# Try it
Your response should be a copy of each line in the listing below that includes the word "await".

◇ ◇ ◇ ◇ ◇

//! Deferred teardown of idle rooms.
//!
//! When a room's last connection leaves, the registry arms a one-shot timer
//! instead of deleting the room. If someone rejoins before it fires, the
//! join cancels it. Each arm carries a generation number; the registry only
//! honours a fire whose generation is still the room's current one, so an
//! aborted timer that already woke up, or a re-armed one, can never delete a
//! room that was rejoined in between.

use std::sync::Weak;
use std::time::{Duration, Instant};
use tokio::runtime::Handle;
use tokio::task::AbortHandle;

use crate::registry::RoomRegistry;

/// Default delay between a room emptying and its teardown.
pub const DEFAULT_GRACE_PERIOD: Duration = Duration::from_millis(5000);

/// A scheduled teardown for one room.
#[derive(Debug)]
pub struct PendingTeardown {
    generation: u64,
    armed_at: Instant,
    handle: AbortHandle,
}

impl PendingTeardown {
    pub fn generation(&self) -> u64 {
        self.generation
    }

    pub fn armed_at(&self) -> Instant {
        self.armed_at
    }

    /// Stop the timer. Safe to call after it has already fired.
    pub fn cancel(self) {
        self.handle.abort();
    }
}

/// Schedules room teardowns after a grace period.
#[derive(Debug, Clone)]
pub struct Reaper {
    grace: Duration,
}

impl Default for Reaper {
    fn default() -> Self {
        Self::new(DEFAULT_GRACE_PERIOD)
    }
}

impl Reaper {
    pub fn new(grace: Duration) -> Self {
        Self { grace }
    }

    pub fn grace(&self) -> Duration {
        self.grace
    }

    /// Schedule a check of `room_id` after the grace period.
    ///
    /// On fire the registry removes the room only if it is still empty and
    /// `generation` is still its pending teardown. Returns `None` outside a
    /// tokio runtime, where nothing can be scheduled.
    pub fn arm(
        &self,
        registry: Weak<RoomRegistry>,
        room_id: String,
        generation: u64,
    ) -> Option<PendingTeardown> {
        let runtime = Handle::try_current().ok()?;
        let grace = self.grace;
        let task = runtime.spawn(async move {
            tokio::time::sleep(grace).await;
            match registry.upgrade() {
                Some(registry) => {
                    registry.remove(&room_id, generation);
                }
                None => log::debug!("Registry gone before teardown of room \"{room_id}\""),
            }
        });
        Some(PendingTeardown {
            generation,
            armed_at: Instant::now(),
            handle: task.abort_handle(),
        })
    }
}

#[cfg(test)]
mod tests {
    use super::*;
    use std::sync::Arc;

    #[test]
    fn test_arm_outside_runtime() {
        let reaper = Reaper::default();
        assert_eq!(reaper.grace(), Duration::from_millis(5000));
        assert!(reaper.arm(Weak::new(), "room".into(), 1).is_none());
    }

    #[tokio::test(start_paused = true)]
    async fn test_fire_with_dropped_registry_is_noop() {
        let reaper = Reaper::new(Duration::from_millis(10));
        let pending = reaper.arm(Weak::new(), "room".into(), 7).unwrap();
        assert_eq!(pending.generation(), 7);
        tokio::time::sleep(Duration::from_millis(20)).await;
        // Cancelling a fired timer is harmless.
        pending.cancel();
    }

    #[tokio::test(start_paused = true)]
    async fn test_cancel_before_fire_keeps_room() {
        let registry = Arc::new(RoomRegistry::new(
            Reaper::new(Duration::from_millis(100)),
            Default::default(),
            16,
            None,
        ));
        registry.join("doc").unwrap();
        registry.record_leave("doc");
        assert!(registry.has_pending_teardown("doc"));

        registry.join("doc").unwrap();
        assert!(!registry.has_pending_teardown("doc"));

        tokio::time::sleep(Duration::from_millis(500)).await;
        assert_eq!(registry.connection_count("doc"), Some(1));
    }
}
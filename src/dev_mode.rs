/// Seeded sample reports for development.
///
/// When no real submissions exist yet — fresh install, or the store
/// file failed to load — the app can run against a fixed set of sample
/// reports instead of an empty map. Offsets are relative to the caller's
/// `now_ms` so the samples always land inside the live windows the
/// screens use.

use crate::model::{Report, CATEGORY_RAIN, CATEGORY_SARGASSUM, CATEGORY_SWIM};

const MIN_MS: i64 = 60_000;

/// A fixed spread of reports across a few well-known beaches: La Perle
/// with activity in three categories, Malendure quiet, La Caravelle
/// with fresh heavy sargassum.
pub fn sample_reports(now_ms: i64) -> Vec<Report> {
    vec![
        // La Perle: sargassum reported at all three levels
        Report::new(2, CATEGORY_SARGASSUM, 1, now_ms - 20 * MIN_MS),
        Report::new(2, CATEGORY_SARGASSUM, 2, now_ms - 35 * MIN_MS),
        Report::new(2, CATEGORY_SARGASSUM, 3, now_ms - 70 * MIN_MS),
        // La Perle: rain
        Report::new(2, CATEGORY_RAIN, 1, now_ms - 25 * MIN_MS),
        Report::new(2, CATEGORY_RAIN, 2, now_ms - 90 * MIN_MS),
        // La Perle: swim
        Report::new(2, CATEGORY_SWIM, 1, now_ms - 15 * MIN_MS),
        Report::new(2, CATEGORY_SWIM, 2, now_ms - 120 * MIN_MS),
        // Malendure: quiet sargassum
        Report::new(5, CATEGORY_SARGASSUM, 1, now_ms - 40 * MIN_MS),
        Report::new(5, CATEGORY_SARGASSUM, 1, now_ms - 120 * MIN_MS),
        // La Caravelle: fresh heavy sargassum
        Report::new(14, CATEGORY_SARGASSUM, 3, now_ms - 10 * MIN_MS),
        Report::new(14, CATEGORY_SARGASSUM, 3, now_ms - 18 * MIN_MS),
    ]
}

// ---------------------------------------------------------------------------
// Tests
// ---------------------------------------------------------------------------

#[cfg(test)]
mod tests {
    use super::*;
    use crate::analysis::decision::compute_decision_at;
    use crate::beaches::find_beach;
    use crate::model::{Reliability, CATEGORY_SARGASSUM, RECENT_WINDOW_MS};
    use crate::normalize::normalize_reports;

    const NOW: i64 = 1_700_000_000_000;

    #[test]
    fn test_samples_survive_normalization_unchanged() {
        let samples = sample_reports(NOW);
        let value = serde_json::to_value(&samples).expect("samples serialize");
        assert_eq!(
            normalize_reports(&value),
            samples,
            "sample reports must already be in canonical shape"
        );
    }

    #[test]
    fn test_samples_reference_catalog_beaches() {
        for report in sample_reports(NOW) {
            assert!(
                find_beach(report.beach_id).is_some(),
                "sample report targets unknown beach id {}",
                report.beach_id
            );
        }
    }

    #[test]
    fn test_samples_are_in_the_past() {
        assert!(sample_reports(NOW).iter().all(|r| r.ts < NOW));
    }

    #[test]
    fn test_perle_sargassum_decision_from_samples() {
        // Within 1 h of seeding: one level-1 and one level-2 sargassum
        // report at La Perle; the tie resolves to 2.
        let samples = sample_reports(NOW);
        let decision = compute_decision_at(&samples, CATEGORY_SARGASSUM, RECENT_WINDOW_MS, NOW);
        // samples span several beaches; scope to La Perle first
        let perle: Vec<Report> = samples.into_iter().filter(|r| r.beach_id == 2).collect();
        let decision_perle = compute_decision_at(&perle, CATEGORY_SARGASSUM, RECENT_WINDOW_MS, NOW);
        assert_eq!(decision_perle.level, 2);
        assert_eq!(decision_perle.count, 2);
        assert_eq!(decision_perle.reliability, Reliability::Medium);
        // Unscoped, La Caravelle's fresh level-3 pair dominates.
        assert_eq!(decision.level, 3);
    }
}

◇ ◇ ◇ ◇ ◇

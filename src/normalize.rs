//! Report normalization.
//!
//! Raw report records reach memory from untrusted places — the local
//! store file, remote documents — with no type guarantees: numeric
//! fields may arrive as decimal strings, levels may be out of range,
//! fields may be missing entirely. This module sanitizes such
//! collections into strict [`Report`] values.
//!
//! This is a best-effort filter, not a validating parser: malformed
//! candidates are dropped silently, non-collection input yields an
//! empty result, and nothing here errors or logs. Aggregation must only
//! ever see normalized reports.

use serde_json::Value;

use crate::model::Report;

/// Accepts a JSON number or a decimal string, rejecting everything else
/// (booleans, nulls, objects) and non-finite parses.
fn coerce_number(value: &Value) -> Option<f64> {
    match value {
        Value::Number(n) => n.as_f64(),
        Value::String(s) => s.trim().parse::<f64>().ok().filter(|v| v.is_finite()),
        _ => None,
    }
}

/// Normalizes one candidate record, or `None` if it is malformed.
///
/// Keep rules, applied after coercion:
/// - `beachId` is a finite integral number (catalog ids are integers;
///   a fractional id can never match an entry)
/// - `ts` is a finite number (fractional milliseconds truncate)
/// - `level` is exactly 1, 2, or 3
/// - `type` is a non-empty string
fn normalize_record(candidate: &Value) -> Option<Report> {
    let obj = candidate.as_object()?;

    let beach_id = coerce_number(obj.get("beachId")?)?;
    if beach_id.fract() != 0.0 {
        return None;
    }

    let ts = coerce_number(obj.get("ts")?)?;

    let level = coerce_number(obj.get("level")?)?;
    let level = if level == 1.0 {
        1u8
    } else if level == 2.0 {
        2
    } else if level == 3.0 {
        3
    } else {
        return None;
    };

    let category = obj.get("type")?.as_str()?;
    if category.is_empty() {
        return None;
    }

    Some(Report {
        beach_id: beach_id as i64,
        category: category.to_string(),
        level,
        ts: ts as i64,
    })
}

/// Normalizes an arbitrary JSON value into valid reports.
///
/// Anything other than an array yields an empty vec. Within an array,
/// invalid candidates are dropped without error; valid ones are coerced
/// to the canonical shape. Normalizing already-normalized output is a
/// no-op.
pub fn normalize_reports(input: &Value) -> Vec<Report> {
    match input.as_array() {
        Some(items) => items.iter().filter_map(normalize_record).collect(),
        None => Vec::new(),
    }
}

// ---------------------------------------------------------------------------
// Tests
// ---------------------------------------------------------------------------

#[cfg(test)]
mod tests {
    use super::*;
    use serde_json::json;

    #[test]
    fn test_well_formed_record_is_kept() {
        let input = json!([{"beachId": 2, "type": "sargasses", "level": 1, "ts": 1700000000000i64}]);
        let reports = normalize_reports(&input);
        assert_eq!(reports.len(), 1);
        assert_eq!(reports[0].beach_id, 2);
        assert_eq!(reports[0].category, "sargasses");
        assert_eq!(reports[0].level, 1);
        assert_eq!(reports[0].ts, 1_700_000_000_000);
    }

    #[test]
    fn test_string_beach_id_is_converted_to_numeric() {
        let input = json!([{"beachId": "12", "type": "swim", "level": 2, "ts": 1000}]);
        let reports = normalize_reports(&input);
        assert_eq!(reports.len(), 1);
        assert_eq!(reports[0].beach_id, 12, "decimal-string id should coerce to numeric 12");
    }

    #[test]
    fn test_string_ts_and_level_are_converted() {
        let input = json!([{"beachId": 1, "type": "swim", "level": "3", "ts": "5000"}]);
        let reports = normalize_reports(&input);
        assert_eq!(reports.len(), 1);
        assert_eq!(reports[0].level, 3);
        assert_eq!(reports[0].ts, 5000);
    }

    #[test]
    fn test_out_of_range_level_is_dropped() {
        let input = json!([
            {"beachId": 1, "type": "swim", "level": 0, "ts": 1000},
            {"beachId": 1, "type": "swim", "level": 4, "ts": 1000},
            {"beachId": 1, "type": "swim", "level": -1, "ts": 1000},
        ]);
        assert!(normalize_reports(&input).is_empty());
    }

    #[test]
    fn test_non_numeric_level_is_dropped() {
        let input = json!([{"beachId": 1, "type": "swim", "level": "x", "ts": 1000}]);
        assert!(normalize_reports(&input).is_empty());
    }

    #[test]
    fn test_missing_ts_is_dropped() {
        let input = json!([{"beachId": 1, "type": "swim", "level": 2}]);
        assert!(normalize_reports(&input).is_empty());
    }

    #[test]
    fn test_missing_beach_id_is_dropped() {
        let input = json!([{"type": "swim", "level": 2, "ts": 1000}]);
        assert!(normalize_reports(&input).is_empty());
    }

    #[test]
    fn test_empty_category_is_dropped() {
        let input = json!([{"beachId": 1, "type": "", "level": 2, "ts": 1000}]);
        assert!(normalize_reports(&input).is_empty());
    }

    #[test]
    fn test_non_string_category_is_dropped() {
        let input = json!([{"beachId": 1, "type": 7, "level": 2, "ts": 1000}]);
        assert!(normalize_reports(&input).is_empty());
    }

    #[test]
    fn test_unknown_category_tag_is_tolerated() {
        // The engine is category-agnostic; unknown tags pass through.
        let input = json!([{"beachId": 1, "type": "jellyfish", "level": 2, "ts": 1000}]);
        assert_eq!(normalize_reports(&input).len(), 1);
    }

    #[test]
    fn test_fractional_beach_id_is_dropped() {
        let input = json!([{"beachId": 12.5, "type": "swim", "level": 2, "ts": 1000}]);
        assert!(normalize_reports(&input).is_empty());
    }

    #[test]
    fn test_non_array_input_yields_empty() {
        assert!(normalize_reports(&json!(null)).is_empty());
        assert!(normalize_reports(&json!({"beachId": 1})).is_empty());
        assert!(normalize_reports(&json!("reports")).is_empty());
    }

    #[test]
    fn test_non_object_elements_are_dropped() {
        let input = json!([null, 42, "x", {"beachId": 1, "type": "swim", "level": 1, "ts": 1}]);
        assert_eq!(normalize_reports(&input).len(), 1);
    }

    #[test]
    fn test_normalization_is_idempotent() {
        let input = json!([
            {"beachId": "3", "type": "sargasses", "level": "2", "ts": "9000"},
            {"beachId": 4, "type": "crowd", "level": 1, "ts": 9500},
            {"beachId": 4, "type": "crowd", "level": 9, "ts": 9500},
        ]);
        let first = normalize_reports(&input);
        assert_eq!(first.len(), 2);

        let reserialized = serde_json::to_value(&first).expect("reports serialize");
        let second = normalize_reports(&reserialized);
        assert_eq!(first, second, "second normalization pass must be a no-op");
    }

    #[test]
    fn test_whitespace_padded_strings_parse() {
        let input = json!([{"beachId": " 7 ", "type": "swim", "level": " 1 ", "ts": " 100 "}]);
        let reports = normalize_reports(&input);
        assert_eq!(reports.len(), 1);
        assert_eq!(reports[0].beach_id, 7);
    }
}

◇ ◇ ◇ ◇ ◇

# Answer to the exercise
            tokio::time::sleep(grace).await;
        tokio::time::sleep(Duration::from_millis(20)).await;
        tokio::time::sleep(Duration::from_millis(500)).await;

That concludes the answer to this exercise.